Corporate Dissolution

By Administrator at November 09, 2010 03:58
Filed Under: Business News, Corporations, Limited Liability Companies

Times are tough and many businesses out there are struggling to survive.  Many unfortunately are going out of business simply because there isn't enough customers to keep their business going.  In this case, if you're running a corporation or a LLC, it is important that you file for a dissolution with the state.  A dissolution, is the opposite of forming your corporation by submitting articles of incorporation or oganization.  Articles of dissolution must be submitted to the state to terminate the existence of your business.

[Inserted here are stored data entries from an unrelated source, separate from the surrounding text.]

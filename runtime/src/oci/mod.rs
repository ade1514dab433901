//! OCI image support.
//!
//! Everything needed to turn an image reference into a root filesystem:
//!
//! - Reference and platform parsing
//! - Registry protocol (challenges, manifest kinds, index resolution)
//! - Verified blob download with retry
//! - Layer assembly with whiteout handling
//!
//! # Flow
//!
//! ```text
//!  ImageReference ──resolve──▶ Manifest ──fetch_layer*──▶ verified blobs
//!                                                              │
//!                                            LayerAssembler ◀──┘
//!                                                  │
//!                                                  ▼
//!                                            AssembledRoot
//! ```

pub mod auth;
pub mod credentials;
pub mod digest;
pub mod layers;
pub mod manifest;
pub mod platform;
pub mod reference;
pub mod registry;
pub mod transport;

#[cfg(test)]
pub(crate) mod fake;

pub use credentials::{CredentialStore, StoredCredential};
pub use digest::Digest;
pub use layers::{AssembledRoot, EntryKind, LayerAssembler, TreeEntry};
pub use manifest::{LayerDescriptor, Manifest, SchemaKind};
pub use platform::Platform;
pub use reference::ImageReference;
pub use registry::{ImageInfo, LayerBlob, RegistryAuth, RegistryClient};
pub use transport::{RegistryTransport, ReqwestTransport, TransportRequest, TransportResponse};
//! Formatting helpers for CLI output.

use comfy_table::{ContentArrangement, Table};
use dockboot_core::ProgressUpdate;

const KIB: u64 = 1024;
const MIB: u64 = 1024 * KIB;
const GIB: u64 = 1024 * MIB;
const TIB: u64 = 1024 * GIB;

/// Create a two-column key/value table.
pub fn new_table(headers: &[&str]) -> Table {
    let mut table = Table::new();
    table.set_content_arrangement(ContentArrangement::Dynamic);
    table.load_preset(comfy_table::presets::NOTHING);
    table.set_header(headers);
    table
}

/// Format a byte count as a human-readable string.
pub fn format_bytes(bytes: u64) -> String {
    if bytes >= TIB {
        format!("{:.1} TiB", bytes as f64 / TIB as f64)
    } else if bytes >= GIB {
        format!("{:.1} GiB", bytes as f64 / GIB as f64)
    } else if bytes >= MIB {
        format!("{:.1} MiB", bytes as f64 / MIB as f64)
    } else if bytes >= KIB {
        format!("{:.1} KiB", bytes as f64 / KIB as f64)
    } else {
        format!("{} B", bytes)
    }
}

/// Parse a disk size like "512M", "2GiB", "1t" into bytes.
///
/// Suffixes are binary and case-insensitive: `k`/`kib`, `m`/`mib`, `g`/`gib`,
/// `t`/`tib`, with an optional trailing `b` on the short forms. No suffix means bytes.
pub fn parse_size_bytes(s: &str) -> Result<u64, String> {
    let s = s.trim().to_lowercase();
    if s.is_empty() {
        return Err("empty size value".to_string());
    }

    let suffixes: [(&str, u64); 12] = [
        ("tib", TIB),
        ("tb", TIB),
        ("t", TIB),
        ("gib", GIB),
        ("gb", GIB),
        ("g", GIB),
        ("mib", MIB),
        ("mb", MIB),
        ("m", MIB),
        ("kib", KIB),
        ("kb", KIB),
        ("k", KIB),
    ];
    let (num_str, multiplier) = suffixes
        .iter()
        .find_map(|(suffix, mult)| s.strip_suffix(suffix).map(|n| (n, *mult)))
        .or_else(|| s.strip_suffix('b').map(|n| (n, 1)))
        .unwrap_or((s.as_str(), 1));

    let num: u64 = num_str
        .trim()
        .parse()
        .map_err(|_| format!("invalid size value: {s}"))?;

    num.checked_mul(multiplier)
        .ok_or_else(|| format!("size too large: {s}"))
}

/// Render one progress update as a single status line.
pub fn render_progress(update: &ProgressUpdate) -> String {
    format!(
        "[{:>3}%] {:<10} {}",
        (update.fraction * 100.0).round() as u32,
        update.phase.name(),
        update.message
    )
}

#[cfg(test)]
mod tests {
    use super::*;
    use dockboot_core::Phase;

    #[test]
    fn test_format_bytes() {
        assert_eq!(format_bytes(0), "0 B");
        assert_eq!(format_bytes(1023), "1023 B");
        assert_eq!(format_bytes(1536), "1.5 KiB");
        assert_eq!(format_bytes(512 * MIB), "512.0 MiB");
        assert_eq!(format_bytes(2 * GIB), "2.0 GiB");
        assert_eq!(format_bytes(3 * TIB), "3.0 TiB");
    }

    #[test]
    fn test_parse_size_short_suffixes() {
        assert_eq!(parse_size_bytes("512M").unwrap(), 512 * MIB);
        assert_eq!(parse_size_bytes("2G").unwrap(), 2 * GIB);
        assert_eq!(parse_size_bytes("1t").unwrap(), TIB);
        assert_eq!(parse_size_bytes("64k").unwrap(), 64 * KIB);
    }

    #[test]
    fn test_parse_size_binary_suffixes() {
        assert_eq!(parse_size_bytes("512MiB").unwrap(), 512 * MIB);
        assert_eq!(parse_size_bytes("4GiB").unwrap(), 4 * GIB);
        assert_eq!(parse_size_bytes("1TiB").unwrap(), TIB);
        assert_eq!(parse_size_bytes("3gb").unwrap(), 3 * GIB);
    }

    #[test]
    fn test_parse_size_plain_bytes() {
        assert_eq!(parse_size_bytes("536870912").unwrap(), 512 * MIB);
        assert_eq!(parse_size_bytes("4096b").unwrap(), 4096);
        assert_eq!(parse_size_bytes(" 2G ").unwrap(), 2 * GIB);
    }

    #[test]
    fn test_parse_size_invalid() {
        assert!(parse_size_bytes("").is_err());
        assert!(parse_size_bytes("abc").is_err());
        assert!(parse_size_bytes("1.5G").is_err());
        assert!(parse_size_bytes("-1G").is_err());
        assert!(parse_size_bytes("99999999999T").is_err());
    }

    #[test]
    fn test_render_progress() {
        let update = ProgressUpdate {
            phase: Phase::Populate,
            fraction: 0.7,
            message: "Copying 12 entries".to_string(),
            timestamp: chrono::Utc::now(),
        };
        assert_eq!(render_progress(&update), "[ 70%] populate   Copying 12 entries");
    }
}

With the filing of the Articles of Dissolution, fees may be involved to submit these forms to the state.  Failure to submit these forms to the state may result in you paying fees for having a company that is still active.  In most state, failure to pay these fees may result in an automatic dissolution with the state.  In California, failure to submit the articles of dissolution, may require you to pay the minimum franchise tax of $800.  Therefore it is important that you file these documents.

Once business gets better,  most states may reactivate dissolved companies however you will most likely need to refile articles of incorporation to reinstate the company.  One thing to note about this is that some states require a corporate name to be dissolved for a certain period of time, usually a year to five years for the same name to be used again.  So you may need to change the name of the corporation if this happens.